The days after my mom passed were a blur. But what I do remember is the outpouring of love and support we received from friends, family, colleagues and even strangers. A simple handwritten letter or text message, a home cooked meal, a bouquet of flowers… they all meant the world to me and my family. No gesture went unnoticed. 8 years later, as I think back on that time, though I can certainly remember the pain and emptiness I felt, what stands out to me more is the humanity displayed, the love I felt surrounded by and the faint knowingness that everything would be okay.

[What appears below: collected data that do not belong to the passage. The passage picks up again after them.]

//! Raft log storage.
//!
//! `LogStore` exposes the lsn-addressed log a consensus layer expects
//! (append, rollback, ranged reads, compaction, bulk pack/unpack) on top of a
//! `LogEngine` that only stores opaque bytes under increasing ids.
//! `SegmentLogEngine` is the file-backed engine; `MemLogEngine` keeps
//! everything in memory and can simulate crashes.

pub mod codec;
pub mod error;
pub mod mock_storage;
pub mod storage;
pub mod store;
pub mod traits;
pub mod types;

pub use codec::{PackedBlob, PackedEntry, StoredEntry};
pub use error::{EngineError, LogStoreError};
pub use mock_storage::MemLogEngine;
pub use storage::{SegmentEngineOptions, SegmentLogEngine};
pub use store::{LogStore, LogStoreOptions};
pub use traits::{EngineResult, LogEngine, LogStoreResult, RaftLogStore};
pub use types::{IdRange, LogRecord, LogStoreState, Lsn, SlotState, StoreId, Term};
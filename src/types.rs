use bincode::{Decode, Encode};
use serde::{Deserialize, Serialize};
use std::fmt::{self, Display};

// 类型定义
pub type Lsn = i64;
pub type Term = u64;
pub type StoreId = u64;

/// Term reserved for the empty sentinel and for hole placeholders.
/// Consensus terms start at 1, so no appended record ever carries it.
pub const RESERVED_TERM: Term = 0;

/// First lsn handed out by a freshly created store.
pub const FIRST_LSN: Lsn = 1;

#[derive(Debug, Clone, PartialEq, Eq, Serialize, Deserialize)]
pub struct LogRecord {
    pub lsn: Lsn,
    pub term: Term,
    pub payload: Vec<u8>,
}

impl LogRecord {
    pub fn new(lsn: Lsn, term: Term, payload: Vec<u8>) -> Self {
        Self { lsn, term, payload }
    }

    /// Returned by `last_entry` on an empty log. Never persisted.
    pub fn sentinel() -> Self {
        Self {
            lsn: 0,
            term: RESERVED_TERM,
            payload: Vec::new(),
        }
    }

    /// Stands in for a hole inside a ranged read so results stay index aligned.
    pub fn placeholder(lsn: Lsn) -> Self {
        Self {
            lsn,
            term: RESERVED_TERM,
            payload: Vec::new(),
        }
    }

    pub fn is_sentinel(&self) -> bool {
        self.lsn == 0 && self.term == RESERVED_TERM
    }

    pub fn is_placeholder(&self) -> bool {
        self.term == RESERVED_TERM
    }
}

/// Logical bounds of a log store.
///
/// `start_index <= next_slot` always holds; the log is empty when they are equal.
#[derive(Debug, Clone, Copy, PartialEq, Eq, Serialize, Deserialize)]
pub struct LogStoreState {
    pub start_index: Lsn,
    pub next_slot: Lsn,
}

impl LogStoreState {
    pub fn is_empty(&self) -> bool {
        self.start_index == self.next_slot
    }

    pub fn contains(&self, lsn: Lsn) -> bool {
        lsn >= self.start_index && lsn < self.next_slot
    }

    pub fn len(&self) -> u64 {
        (self.next_slot - self.start_index) as u64
    }
}

impl Display for LogStoreState {
    fn fmt(&self, f: &mut fmt::Formatter<'_>) -> fmt::Result {
        write!(f, "[{}, {})", self.start_index, self.next_slot)
    }
}

/// What a reader finds at a given lsn.
#[derive(Debug, Clone, Copy, PartialEq, Eq)]
pub enum SlotState {
    /// Below `start_index`.
    Compacted,
    /// Inside the live range but never written.
    Hole,
    /// Inside the live range with a readable record.
    Present,
    /// At or beyond `next_slot`.
    Unwritten,
}

/// Half-open range of engine-local ids, `[start, end)`.
#[derive(Debug, Clone, Copy, Default, PartialEq, Eq, Hash, Encode, Decode)]
pub struct IdRange {
    pub start: StoreId,
    pub end: StoreId,
}

impl IdRange {
    pub fn new(start: StoreId, end: StoreId) -> Self {
        Self { start, end }
    }

    pub fn is_empty(&self) -> bool {
        self.start >= self.end
    }

    pub fn contains(&self, id: StoreId) -> bool {
        id >= self.start && id < self.end
    }
}

impl Display for IdRange {
    fn fmt(&self, f: &mut fmt::Formatter<'_>) -> fmt::Result {
        write!(f, "[{}, {})", self.start, self.end)
    }
}
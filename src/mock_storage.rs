use std::collections::BTreeMap;
use std::sync::Arc;

use async_trait::async_trait;
use parking_lot::{Mutex, RwLock};

use crate::error::EngineError;
use crate::traits::{EngineResult, LogEngine};
use crate::types::{IdRange, StoreId};

#[derive(Debug, Clone, Default)]
struct MemState {
    range: IdRange,
    records: BTreeMap<StoreId, Vec<u8>>,
}

/// In-memory `LogEngine` (for tests and embedding).
///
/// Mutations land in a live view; `flush` copies the live view into a durable
/// view shared by every engine produced through `crash`. A crash therefore
/// drops exactly what was not flushed.
#[derive(Default)]
pub struct MemLogEngine {
    live: RwLock<MemState>,
    durable: Arc<RwLock<MemState>>,
    /// Number of mutations to allow before failing every later one.
    fail_after: Mutex<Option<usize>>,
    flushes: Mutex<usize>,
}

impl MemLogEngine {
    pub fn new() -> Self {
        Self::default()
    }

    /// Simulate a process crash: a new engine recovered from flushed state only.
    pub fn crash(&self) -> Self {
        let durable = self.durable.read().clone();
        Self {
            live: RwLock::new(durable),
            durable: self.durable.clone(),
            fail_after: Mutex::new(None),
            flushes: Mutex::new(0),
        }
    }

    /// Let `n` more mutations succeed, then fail all of them with an IO error.
    pub fn fail_after(&self, n: usize) {
        *self.fail_after.lock() = Some(n);
    }

    pub fn heal(&self) {
        *self.fail_after.lock() = None;
    }

    pub fn flush_count(&self) -> usize {
        *self.flushes.lock()
    }

    /// Ids physically holding bytes, in order.
    pub fn stored_ids(&self) -> Vec<StoreId> {
        self.live.read().records.keys().copied().collect()
    }

    fn check_injected_failure(&self) -> EngineResult<()> {
        let mut fail_after = self.fail_after.lock();
        match fail_after.as_mut() {
            Some(0) => Err(EngineError::Io(std::io::Error::other("injected failure"))),
            Some(n) => {
                *n -= 1;
                Ok(())
            }
            None => Ok(()),
        }
    }
}

#[async_trait]
impl LogEngine for MemLogEngine {
    async fn append(&self, id: StoreId, bytes: Vec<u8>) -> EngineResult<StoreId> {
        self.check_injected_failure()?;
        let mut live = self.live.write();
        if id < live.range.end {
            return Err(EngineError::InvalidId {
                id,
                end: live.range.end,
            });
        }
        live.records.insert(id, bytes);
        live.range.end = id + 1;
        Ok(id)
    }

    async fn flush(&self) -> EngineResult<()> {
        self.check_injected_failure()?;
        *self.durable.write() = self.live.read().clone();
        *self.flushes.lock() += 1;
        Ok(())
    }

    async fn read(&self, id: StoreId) -> EngineResult<Option<Vec<u8>>> {
        let live = self.live.read();
        if !live.range.contains(id) {
            return Ok(None);
        }
        Ok(live.records.get(&id).cloned())
    }

    async fn read_range(&self, from: StoreId, to: StoreId) -> EngineResult<Vec<Option<Vec<u8>>>> {
        let live = self.live.read();
        Ok((from..to)
            .map(|id| {
                live.range
                    .contains(id)
                    .then(|| live.records.get(&id).cloned())
                    .flatten()
            })
            .collect())
    }

    async fn truncate_from(&self, id: StoreId) -> EngineResult<()> {
        self.check_injected_failure()?;
        let mut live = self.live.write();
        if id >= live.range.end {
            return Ok(());
        }
        let _ = live.records.split_off(&id);
        live.range.end = id.max(live.range.start);
        Ok(())
    }

    async fn compact_upto(&self, id: StoreId) -> EngineResult<()> {
        self.check_injected_failure()?;
        let mut live = self.live.write();
        let new_start = id + 1;
        if new_start <= live.range.start {
            return Ok(());
        }
        live.records = live.records.split_off(&new_start);
        live.range.start = new_start;
        live.range.end = live.range.end.max(new_start);
        Ok(())
    }

    fn recovered_range(&self) -> IdRange {
        self.live.read().range
    }
}

#[cfg(test)]
mod tests {
    use super::*;

    #[tokio::test]
    async fn test_crash_drops_unflushed_mutations() {
        let engine = MemLogEngine::new();
        engine.append(0, b"a".to_vec()).await.unwrap();
        engine.append(1, b"b".to_vec()).await.unwrap();
        engine.flush().await.unwrap();
        engine.append(2, b"c".to_vec()).await.unwrap();
        engine.truncate_from(1).await.unwrap();

        let recovered = engine.crash();
        assert_eq!(recovered.recovered_range(), IdRange::new(0, 2));
        assert_eq!(recovered.read(1).await.unwrap(), Some(b"b".to_vec()));
        assert_eq!(recovered.read(2).await.unwrap(), None);
    }

    #[tokio::test]
    async fn test_append_rejects_ids_behind_end() {
        let engine = MemLogEngine::new();
        engine.append(5, b"x".to_vec()).await.unwrap();
        assert_eq!(engine.recovered_range(), IdRange::new(0, 6));
        assert!(matches!(
            engine.append(3, b"y".to_vec()).await,
            Err(EngineError::InvalidId { id: 3, end: 6 })
        ));
        assert_eq!(engine.read_range(4, 6).await.unwrap(), vec![None, Some(b"x".to_vec())]);
    }

    #[tokio::test]
    async fn test_compact_past_end_moves_end() {
        let engine = MemLogEngine::new();
        engine.append(0, b"a".to_vec()).await.unwrap();
        engine.compact_upto(9).await.unwrap();
        assert_eq!(engine.recovered_range(), IdRange::new(10, 10));
        assert!(engine.stored_ids().is_empty());
    }

    #[tokio::test]
    async fn test_injected_failure() {
        let engine = MemLogEngine::new();
        engine.fail_after(1);
        engine.append(0, b"a".to_vec()).await.unwrap();
        assert!(matches!(
            engine.append(1, b"b".to_vec()).await,
            Err(EngineError::Io(_))
        ));
        engine.heal();
        engine.append(1, b"b".to_vec()).await.unwrap();
    }
}
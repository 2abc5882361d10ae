use std::collections::VecDeque;
use std::sync::Arc;

use cuber_math::prelude::*;
use cuber_prefs::AnimationPreferences;
use web_time::Duration;

use crate::tween::{Tween, TweenFrame, Tweener};
use crate::{
    CUBELET_SIZE, CubeError, CubeGroup, Cubelet, CubeletId, Face, GroupAxis, GroupId, GroupTable,
    MAX_ORDER, MIN_ORDER, MoveLog, TwistAction,
};

/// Step of a queued move sequence.
#[derive(Debug, Copy, Clone, PartialEq)]
enum Step {
    Reset,
    Twist { group: GroupId, angle: Float },
}

/// NxNxN cube.
///
/// Cubelets are stored in an arena indexed by [`CubeletId`]; `slots` maps
/// each grid position to the cubelet occupying it. At most one group may be
/// held at a time, and while a group is held the cube is locked.
#[derive(Debug, Clone)]
pub struct Cube {
    order: u16,
    cubelets: Vec<Cubelet>,
    slots: Vec<CubeletId>,
    groups: GroupTable,

    /// Group currently holding cubelets.
    lock: Option<GroupId>,
    solved: bool,

    tweener: Tweener,
    pending: VecDeque<Step>,
    log: MoveLog,

    animation_prefs: AnimationPreferences,
}

impl Cube {
    /// Constructs a solved cube.
    pub fn new(order: u16) -> Result<Self, CubeError> {
        if !(MIN_ORDER..=MAX_ORDER).contains(&order) {
            return Err(CubeError::OrderOutOfRange(order));
        }

        let cubelets = new_cubelets(order);
        let groups = GroupTable::new(
            order,
            cubelets.iter().filter(|c| c.exists()).map(|c| c.id().0),
        );

        Ok(Self {
            order,
            slots: cubelets.iter().map(|c| c.id()).collect(),
            cubelets,
            groups,

            lock: None,
            solved: true,

            tweener: Tweener::default(),
            pending: VecDeque::new(),
            log: MoveLog::new(),

            animation_prefs: cuber_prefs::DEFAULT_PREFS.animation.clone(),
        })
    }

    /// Replaces the animation preferences used for future twists.
    pub fn set_animation_prefs(&mut self, prefs: AnimationPreferences) {
        self.animation_prefs = prefs;
    }
    /// Returns the animation preferences used for twists.
    pub fn animation_prefs(&self) -> &AnimationPreferences {
        &self.animation_prefs
    }

    /// Returns the number of layers along each axis.
    pub fn order(&self) -> u16 {
        self.order
    }
    /// Returns the width of the whole cube in world units.
    pub fn size(&self) -> Float {
        CUBELET_SIZE * 3.0
    }

    /// Returns every cubelet, indexed by ID.
    pub fn cubelets(&self) -> &[Cubelet] {
        &self.cubelets
    }
    /// Returns a cubelet by ID.
    pub fn cubelet(&self, id: CubeletId) -> &Cubelet {
        &self.cubelets[id.0]
    }
    /// Returns the cubelet occupying a slot, or `None` if the slot index is
    /// outside the cube.
    pub fn slot(&self, index: usize) -> Option<&Cubelet> {
        Some(self.cubelet(*self.slots.get(index)?))
    }

    /// Returns the table of groups.
    pub fn groups(&self) -> &GroupTable {
        &self.groups
    }
    /// Returns a group by ID.
    pub fn group(&self, id: GroupId) -> &CubeGroup {
        &self.groups[id]
    }
    /// Resolves notation to a group.
    pub fn get(&self, notation: &str) -> Option<GroupId> {
        self.groups.get(notation)
    }
    /// Returns a handle for holding, twisting, and dropping a group.
    pub fn group_mut(&mut self, id: GroupId) -> GroupMut<'_> {
        GroupMut { cube: self, id }
    }

    /// Returns whether a group is held.
    pub fn is_locked(&self) -> bool {
        self.lock.is_some()
    }
    /// Returns the held group.
    pub fn held_group(&self) -> Option<GroupId> {
        self.lock
    }
    /// Returns whether a twist is animating or queued.
    pub fn is_animating(&self) -> bool {
        self.tweener.is_active() || !self.pending.is_empty()
    }
    /// Returns whether every face is a single color.
    pub fn is_solved(&self) -> bool {
        self.solved
    }

    /// Returns the twists applied to the cube since it was constructed or
    /// reset.
    pub fn log(&self) -> &MoveLog {
        &self.log
    }

    /// Returns the displayed rotation of a cubelet, including the rotation of
    /// the group holding it.
    pub fn cubelet_rotation(&self, id: CubeletId) -> Quaternion<Float> {
        let cubelet = self.cubelet(id);
        match cubelet.holder() {
            Some(group) => self.groups[group].pose() * cubelet.orientation(),
            None => cubelet.orientation(),
        }
    }
    /// Returns the displayed position of the center of a cubelet in world
    /// units, including the rotation of the group holding it.
    pub fn cubelet_position(&self, id: CubeletId) -> Point3<Float> {
        let cubelet = self.cubelet(id);
        let v = cubelet.vector() * (self.size() / self.order as Float);
        let v = match cubelet.holder() {
            Some(group) => self.groups[group].pose().rotate_vector(v),
            None => v,
        };
        Point3::new(v.x, v.y, v.z)
    }

    /// Strips the sticker showing on `face` of the cubelet in a slot, or
    /// restores it if it is already stripped. `face` is the side of the cube
    /// the sticker faces now, not the one it started on.
    ///
    /// Returns the face the sticker started on, or `None` if there is no
    /// sticker there.
    pub fn toggle_strip(&mut self, index: usize, face: Face) -> Option<Face> {
        let id = *self.slots.get(index)?;
        let cubelet = &mut self.cubelets[id.0];
        let original = cubelet.original_face(face);
        let stripped = cubelet.toggle_strip(original)?;
        log::debug!(
            "{} {} sticker of cubelet {}",
            if stripped { "stripped" } else { "restored" },
            original.name(),
            id.0,
        );
        Some(original)
    }

    /// Restores the solved state, abandoning any held group, animation,
    /// queued twists, and the move log. Stripped stickers stay stripped.
    pub fn reset(&mut self) {
        self.pending.clear();
        self.restore();
        self.log.clear();
    }
    fn restore(&mut self) {
        self.tweener.cancel();
        for cubelet in &mut self.cubelets {
            cubelet.restore(self.order);
        }
        self.slots = self.cubelets.iter().map(|c| c.id()).collect();
        for group in self.groups.iter_mut() {
            group.reset();
        }
        self.lock = None;
        self.solved = true;
        log::debug!("reset cube of order {}", self.order);
    }

    /// Steps animation forward, starting the next queued twist when the cube
    /// is free. Returns whether anything changed.
    pub fn update(&mut self, delta: Duration) -> bool {
        let interpolate = self.animation_prefs.twist_interpolation;
        if let Some(frame) = self.tweener.proceed(delta, interpolate) {
            self.apply_frame(frame);
            return true;
        }
        if self.lock.is_none() {
            if let Some(step) = self.pending.pop_front() {
                self.run_step(step);
                return true;
            }
        }
        false
    }

    /// Speeds up the in-flight twist animation.
    pub fn speedup(&mut self) {
        self.tweener.speedup(self.animation_prefs.speedup_factor);
    }

    /// Completes the in-flight twist animation, then applies every queued
    /// twist immediately unless a group is held.
    pub fn finish(&mut self) {
        self.finish_tween();
        while self.lock.is_none() {
            let Some(step) = self.pending.pop_front() else {
                break;
            };
            self.run_step(step);
            self.finish_tween();
        }
    }

    /// Applies a whitespace-separated move sequence immediately.
    ///
    /// Each token is a group in any notation accepted by
    /// [`GroupTable::get()`], optionally followed by a number of quarter
    /// turns and `'` for counterclockwise, such as `R`, `U2`, or `2-3Rw'`.
    /// The token `#` resets the cube and clears the move log.
    ///
    /// Nothing is applied if any token is unrecognized or a group is held.
    pub fn apply_sequence(&mut self, sequence: &str) -> Result<(), CubeError> {
        if let Some(holder) = self.lock {
            return Err(CubeError::Locked(self.groups[holder].key()));
        }
        let steps = self.parse_sequence(sequence)?;
        self.finish();
        self.pending.extend(steps);
        self.finish();
        Ok(())
    }

    /// Queues a whitespace-separated move sequence to be animated one twist
    /// at a time by [`Cube::update()`]. See [`Cube::apply_sequence()`] for
    /// the syntax.
    ///
    /// Queued twists wait while a group is held.
    pub fn queue_sequence(&mut self, sequence: &str) -> Result<(), CubeError> {
        let steps = self.parse_sequence(sequence)?;
        self.pending.extend(steps);
        Ok(())
    }

    fn parse_sequence(&self, sequence: &str) -> Result<Vec<Step>, CubeError> {
        sequence
            .split_whitespace()
            .map(|token| {
                if token == "#" {
                    return Ok(Step::Reset);
                }
                let action = token.parse::<TwistAction>()?;
                let group = self
                    .get(&action.notation)
                    .ok_or_else(|| CubeError::UnknownNotation(token.to_owned()))?;
                let angle = action.quarter_turns() as Float * QUARTER_TURN;
                Ok(Step::Twist { group, angle })
            })
            .collect()
    }

    fn run_step(&mut self, step: Step) {
        match step {
            Step::Reset => {
                self.restore();
                self.log.clear();
            }
            Step::Twist { group, angle } => {
                if let Err(e) = self.twist_group(group, Some(angle)) {
                    log::warn!("skipping queued twist: {e}");
                }
            }
        }
    }

    fn apply_frame(&mut self, frame: TweenFrame) {
        self.groups[frame.group].angle = frame.angle;
        if frame.done {
            self.drop_group(frame.group);
        }
    }

    fn finish_tween(&mut self) {
        if let Some(frame) = self.tweener.finish() {
            self.apply_frame(frame);
        }
    }

    fn hold_group(&mut self, id: GroupId) -> Result<(), CubeError> {
        match self.lock {
            Some(holder) if holder == id => return Ok(()),
            Some(holder) => return Err(CubeError::Locked(self.groups[holder].key())),
            None => (),
        }

        let indices = Arc::clone(self.groups[id].indices());
        let mut members = Vec::with_capacity(indices.len());
        for &index in indices.iter() {
            let cubelet = &mut self.cubelets[self.slots[index].0];
            if cubelet.exists() {
                cubelet.set_holder(Some(id));
                members.push(cubelet.id());
            }
        }

        let group = &mut self.groups[id];
        group.members = members;
        group.angle = 0.0;
        group.held = true;
        self.lock = Some(id);
        log::trace!("held group {}", group.key());
        Ok(())
    }

    fn drop_group(&mut self, id: GroupId) {
        let order = self.order;
        let group = &mut self.groups[id];
        if !group.held {
            return;
        }

        let angle = snap_to_quarter_turns(group.angle);
        let turns = quarter_turns(angle);
        let axis = match group.axis() {
            GroupAxis::Signed(axis) if turns != 0 => Some(axis.vector()),
            _ => None,
        };
        while let Some(member) = group.members.pop() {
            let cubelet = &mut self.cubelets[member.0];
            if let Some(axis) = axis {
                cubelet.rotate(axis, angle);
            }
            cubelet.set_holder(None);
            self.slots[cubelet.index(order)] = member;
        }
        group.angle = 0.0;
        group.held = false;
        log::trace!("dropped group {} after {turns} quarter turns", group.key());

        if self.lock == Some(id) {
            self.lock = None;
        }
        if axis.is_some() {
            self.reindex();
        }
    }

    fn twist_group(
        &mut self,
        id: GroupId,
        angle: Option<Float>,
    ) -> Result<Option<TwistAction>, CubeError> {
        self.finish_tween();
        if !self.groups[id].held {
            self.hold_group(id)?;
        }

        let current = self.groups[id].angle;
        let target = snap_to_quarter_turns(angle.unwrap_or(current));
        let turns = quarter_turns(target);

        let action = (turns != 0).then(|| {
            let action = self.groups[id].action(self.order, turns > 0, turns.unsigned_abs());
            self.log.record(action.clone());
            action
        });

        let delta = target - current;
        if delta == 0.0 {
            self.drop_group(id);
        } else {
            let duration = self.animation_prefs.twist_duration_for(delta / QUARTER_TURN);
            let tween = Tween {
                group: id,
                from: current,
                to: target,
                duration,
            };
            if let Some(frame) = self.tweener.tween(tween) {
                self.apply_frame(frame);
            }
        }
        Ok(action)
    }

    /// Rebuilds the slot map from cubelet positions and recomputes whether
    /// the cube is solved.
    fn reindex(&mut self) {
        for cubelet in &self.cubelets {
            self.slots[cubelet.index(self.order)] = cubelet.id();
        }

        let mut colors: [Option<Face>; 6] = [None; 6];
        self.solved = self.cubelets.iter().all(|cubelet| {
            cubelet.stickers().iter().all(|&sticker| {
                let facing = cubelet.sticker_facing(sticker);
                *colors[facing as usize].get_or_insert(sticker) == sticker
            })
        });
    }
}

Humans are a resilient bunch. We fight many battles (internally and externally). Yet here we stand. Maybe a little beat down, maybe a little tired, maybe a little scared, but still, we march on. A friend and coworker of mine recently and unexpectedly lost her mom. Another one is taking sole care of her father who is fighting stage 4 cancer. Another is trying to start a family while struggling with infertility. Different battles, same heroes. Through their pain, they all display incredible strength and courage. They show up and kick ass at work. They pour themselves into their friends and family. They lend a hand or shoulder to cry on to others in need. I’m willing to bet everyone reading this knows someone in a similar situation. And I’ll venture to guess they are some of the strongest people you know. We may be stupid sometimes (insert political reference here), but man are we resilient.

For years after my mom passed, I had this mild anxiety that constantly lingered like a mosquito buzzing around my head. I think it stemmed from that fact that I feared I would forget her. Forget her witty comments, her smile, and her voice. But more importantly, forget her love. Time itself has proved my fears were unwarranted. Turns out, I couldn’t forget her if I tried. She lives on in my memory as if she were still here today. Every now and then there are still intense moments of grief that wash up and envelop me out of nowhere. But life has shown me that I will weather the storm. In fact, I’ll come out stronger on the other side and I will continue trying to be a woman my mom would be proud of.

I hope that for you. I hope that no matter what kind of goodbye you might be saying, or what kind of struggle you may be facing, you come to realize your own incredible strength. You see and believe how resilient you are and how many people are willing to support you when you fall.

It’s easy to become enslaved by the pain of goodbyes, to want to give up, to let the bitterness take hold. But I promise you, if you open your eyes, ears, and heart, you will come to know, without a doubt, that life is for you and not against you. That there are so many good people that fill this earth and that you are stronger than you give yourself credit for. Keep marching on.